Copy each line below containing "match".

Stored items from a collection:
★ ★ ★ ★ ★ ★ ★

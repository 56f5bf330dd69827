//! Antenna-effect rule checking for routed designs.
//!
//! The checker walks the wire graph of every routed net, accumulates
//! conductor, side-wall and via area per routing level, and compares the
//! resulting partial (PAR) and cumulative (CAR) area ratios against the
//! technology's per-layer rules. Violations are reported per net and level
//! together with the diodes each violated gate needs. A separate oracle
//! answers how much wire a net may still route on a layer.
//!
//! # Usage
//!
//! ```ignore
//! use spark_antenna::AntennaChecker;
//! use spark_diagnostics::DiagnosticSink;
//!
//! let design = spark_db::load_design(path)?;
//! let mut checker = AntennaChecker::from_design(&design)?;
//! let sink = DiagnosticSink::new();
//! let violations = checker.check_antennas(&design, None, false, &sink);
//! let allowance = checker.find_max_allowed_length(&design, "clk", "met2")?;
//! ```
//!
//! # Architecture
//!
//! - [`rules`]: per-layer antenna models and PWL correction
//! - [`walk`]: segment roots and CAR paths over a wire graph
//! - [`area`]: conductor, via and terminal area accumulation
//! - [`table`]: regions and the PAR/CAR tables
//! - [`check`]: rule evaluation and per-net checking
//! - [`checker`]: the checking session
//! - [`wire_length`]: the maximum wire length oracle and its cache
//! - [`report`]: violations and reports

#![warn(missing_docs)]

pub mod area;
pub mod check;
pub mod checker;
pub mod codes;
pub mod error;
pub mod report;
pub mod rules;
pub mod table;
pub mod walk;
pub mod wire_length;

pub use checker::{AntennaChecker, CheckOptions};
pub use error::{AntennaError, AntennaResult};
pub use report::{AntennaReport, NetReport, RatioCheck, Violation, MAX_DIODES_PER_GATE};
pub use rules::{get_pwl_factor, init_antenna_rules, AntennaModel, AntennaRules, PwlTable, RatioKind};
pub use walk::GraphWalker;
pub use wire_length::{AllowedLength, LengthLimit, NetLayerPair, WireLengthCache};
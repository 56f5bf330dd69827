//! `spark violations`: the violations of one net, for remediation.

use spark_antenna::Violation;
use spark_diagnostics::DiagnosticSink;

use crate::pipeline::{build_checker, load_project, render_diagnostics};
use crate::{GlobalArgs, ReportFormat, ViolationsArgs};

/// Runs the `spark violations` command.
///
/// Prints one block per violated routing level. Returns exit code 1 if the
/// net has any violation.
pub fn run(args: &ViolationsArgs, global: &GlobalArgs) -> Result<i32, Box<dyn std::error::Error>> {
    let project = load_project(global)?;
    let checker = build_checker(&project)?;
    let net = project
        .design
        .find_net(&args.net)
        .ok_or_else(|| format!("net `{}` not found", args.net))?;
    let diode_cell = args.diode_cell.as_deref().or_else(|| {
        project
            .config
            .as_ref()
            .and_then(|c| c.check.diode_cell.as_deref())
    });

    let sink = DiagnosticSink::new();
    let violations = checker.get_antenna_violations(&project.design, net, diode_cell, &sink)?;
    render_diagnostics(&sink, global);

    match args.format {
        ReportFormat::Text => {
            if violations.is_empty() && !global.quiet {
                println!("net {} has no antenna violations", args.net);
            }
            for violation in &violations {
                print!("{}", format_violation(&args.net, violation));
            }
        }
        ReportFormat::Json => {
            println!("{}", serde_json::to_string_pretty(&violations)?);
        }
    }

    Ok(if violations.is_empty() { 0 } else { 1 })
}

/// Formats one violation as an indented text block.
fn format_violation(net: &str, violation: &Violation) -> String {
    let mut out = format!(
        "{net}: routing level {} ({})\n",
        violation.routing_level, violation.layer
    );
    for check in &violation.checks {
        out.push_str(&format!("    {check}\n"));
    }
    for gate in &violation.gate_names {
        out.push_str(&format!(
            "    gate {gate}: {} diode(s)\n",
            violation.diode_count_per_gate
        ));
    }
    out
}
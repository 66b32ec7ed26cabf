//! Self-critique loop for backends with typed generation.
//!
//! generate -> validate -> self-score -> accept, or regenerate with the score
//! and reason embedded in the prompt. The loop is bounded by a per-task
//! regeneration budget and always ends with the best candidate it has.
//!
//! Every model call is an await point; dropping the returned future cancels
//! the loop and discards the in-flight candidate.

use tracing::{debug, info, instrument, warn};

use crate::backend::{generate, Generable, TypedGeneration};
use crate::config::Prompts;
use crate::domain::{AnswerEvaluation, ExamBatch, SelfEvaluation, VocabularyCard};
use crate::error::TutorError;
use crate::util::fill_template;

/// Budget and acceptance bar for one task type.
#[derive(Debug, Clone, Copy, PartialEq, Eq)]
pub struct CritiquePolicy {
  /// Generations allowed after the first one.
  pub max_regenerations: u32,
  /// Self-score at or above which a candidate is accepted.
  pub threshold: u8,
  /// Treat a failed generation as a spent attempt and try again, instead of
  /// ending the loop.
  pub retry_failed_generations: bool,
}

pub const ACCEPT_THRESHOLD: u8 = 85;

impl CritiquePolicy {
  pub const VOCABULARY_CARD: Self = Self { max_regenerations: 2, threshold: ACCEPT_THRESHOLD, retry_failed_generations: false };
  pub const EXAM_BATCH: Self = Self { max_regenerations: 2, threshold: ACCEPT_THRESHOLD, retry_failed_generations: false };
  pub const ANSWER_EVALUATION: Self = Self { max_regenerations: 9, threshold: ACCEPT_THRESHOLD, retry_failed_generations: true };

  pub fn max_generations(&self) -> u32 {
    self.max_regenerations + 1
  }
}

/// What the model is asked to review, in prompt words.
#[derive(Debug, Clone, Copy)]
pub struct Rubric<'a> {
  /// Noun for the artifact, e.g. "exam generation".
  pub task: &'a str,
  /// Numbered review questions.
  pub questions: &'a str,
}

/// Field-by-field rendering of a candidate for the self-score prompt.
pub trait Summarize {
  fn summary(&self) -> String;
}

/// Result of a finished loop.
#[derive(Debug, Clone, PartialEq)]
pub struct Refined<T> {
  pub value: T,
  /// The value passed its validation rule.
  pub valid: bool,
  /// The value reached the acceptance threshold.
  pub accepted: bool,
  pub generations: u32,
}

/// Run the loop. Errors only when no candidate was ever produced; the error
/// is the last generation failure.
#[instrument(level = "info", skip_all, fields(task = rubric.task, budget = policy.max_generations()))]
pub async fn refine<T, V>(
  model: &dyn TypedGeneration,
  prompts: &Prompts,
  rubric: Rubric<'_>,
  policy: CritiquePolicy,
  prompt: &str,
  validate: V,
) -> Result<Refined<T>, TutorError>
where
  T: Generable + Summarize,
  V: Fn(&T) -> Result<(), String>,
{
  let mut best: Option<(T, bool)> = None;
  let mut last_error: Option<TutorError> = None;
  let mut next_prompt = prompt.to_string();
  let mut generations = 0u32;

  while generations < policy.max_generations() {
    generations += 1;
    let candidate = match generate::<T>(model, &next_prompt).await {
      Ok(c) => c,
      Err(e) => {
        warn!(generation = generations, kind = e.kind(), error = %e, "Generation failed");
        if policy.retry_failed_generations {
          last_error = Some(e);
          continue;
        }
        return match best {
          Some((value, valid)) => Ok(Refined { value, valid, accepted: false, generations: generations - 1 }),
          None => Err(e),
        };
      }
    };

    let (valid, score, reason) = match validate(&candidate) {
      Err(reason) => {
        debug!(generation = generations, %reason, "Candidate failed validation");
        (false, 0, reason)
      }
      Ok(()) => match self_score(model, prompts, rubric, prompt, &candidate).await {
        Ok(eval) if eval.score >= policy.threshold => {
          info!(generation = generations, score = eval.score, "Candidate accepted");
          return Ok(Refined { value: candidate, valid: true, accepted: true, generations });
        }
        Ok(eval) => {
          info!(generation = generations, score = eval.score, reason = %eval.reason, "Candidate below threshold");
          (true, eval.score, eval.reason)
        }
        Err(e) => {
          warn!(generation = generations, kind = e.kind(), "Self-score unusable; keeping candidate");
          return Ok(Refined { value: candidate, valid: true, accepted: false, generations });
        }
      },
    };

    // A valid candidate is never replaced by an invalid one.
    if valid || !best.as_ref().is_some_and(|(_, v)| *v) {
      best = Some((candidate, valid));
    }

    next_prompt = fill_template(
      &prompts.regenerate_template,
      &[
        ("task", rubric.task),
        ("score", &score.to_string()),
        ("reason", &reason),
        ("request", prompt),
      ],
    );
  }

  match best {
    Some((value, valid)) => {
      info!(generations, valid, "Budget exhausted; returning best candidate");
      Ok(Refined { value, valid, accepted: false, generations })
    }
    None => Err(last_error.unwrap_or_else(|| TutorError::Extraction("no candidate was generated".into()))),
  }
}

async fn self_score<T: Summarize>(
  model: &dyn TypedGeneration,
  prompts: &Prompts,
  rubric: Rubric<'_>,
  request: &str,
  candidate: &T,
) -> Result<SelfEvaluation, TutorError> {
  let summary = candidate.summary();
  let prompt = fill_template(
    &prompts.self_score_template,
    &[
      ("task", rubric.task),
      ("rubric", rubric.questions),
      ("candidate", &summary),
      ("request", request),
    ],
  );
  generate::<SelfEvaluation>(model, &prompt).await
}

fn line(out: &mut String, label: &str, value: Option<&str>) {
  out.push_str(label);
  out.push_str(": ");
  out.push_str(value.unwrap_or("(none)"));
  out.push('\n');
}

fn list(out: &mut String, label: &str, items: Option<&Vec<String>>) {
  let joined = items.map(|v| v.join(" | "));
  line(out, label, joined.as_deref());
}

impl Summarize for VocabularyCard {
  fn summary(&self) -> String {
    let mut out = String::new();
    line(&mut out, "word", self.word.as_deref());
    line(&mut out, "ipa", self.ipa.as_deref());
    line(&mut out, "part_of_speech", self.part_of_speech.as_deref());
    line(&mut out, "meaning_en", self.meaning_en.as_deref());
    line(&mut out, "meaning_zh", self.translation.as_deref());
    list(&mut out, "examples", self.examples.as_ref());
    list(&mut out, "word_family", self.word_family.as_ref());
    list(&mut out, "collocations", self.collocations.as_ref());
    line(&mut out, "nuance", self.nuance.as_deref());
    line(&mut out, "extra_content", self.extra_content.as_deref());
    out
  }
}

impl Summarize for ExamBatch {
  fn summary(&self) -> String {
    let mut out = format!("{} question(s)\n", self.questions.len());
    for (i, q) in self.questions.iter().enumerate() {
      out.push_str(&format!("\n#{}\n", i + 1));
      let kind = q.kind.map(|k| k.as_str());
      line(&mut out, "type", kind);
      line(&mut out, "passage", q.passage.as_deref());
      line(&mut out, "question", q.question.as_deref());
      list(&mut out, "options", q.options.as_ref());
      let answer = match (&q.answer, q.answer_index) {
        (Some(serde_json::Value::String(s)), _) => Some(s.clone()),
        (Some(v), _) if !v.is_null() => Some(v.to_string()),
        (_, Some(i)) => Some(format!("option {i}")),
        _ => None,
      };
      line(&mut out, "answer", answer.as_deref());
    }
    out
  }
}

impl Summarize for AnswerEvaluation {
  fn summary(&self) -> String {
    let mut out = String::new();
    let category = self.category.map(|c| format!("{c:?}"));
    let score = self.score.map(|s| s.to_string());
    line(&mut out, "category", category.as_deref());
    line(&mut out, "score", score.as_deref());
    line(&mut out, "feedback", Some(self.feedback.as_str()).filter(|f| !f.is_empty()));
    line(&mut out, "corrected_answer", self.corrected_answer.as_deref());
    out
  }
}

★ ★ ★ ★ ★ ★ ★

- _Output below_:
    match args.format {
    let candidate = match generate::<T>(model, &next_prompt).await {
        return match best {
    let (valid, score, reason) = match validate(&candidate) {
      Ok(()) => match self_score(model, prompts, rubric, prompt, &candidate).await {
  match best {
      let answer = match (&q.answer, q.answer_index) {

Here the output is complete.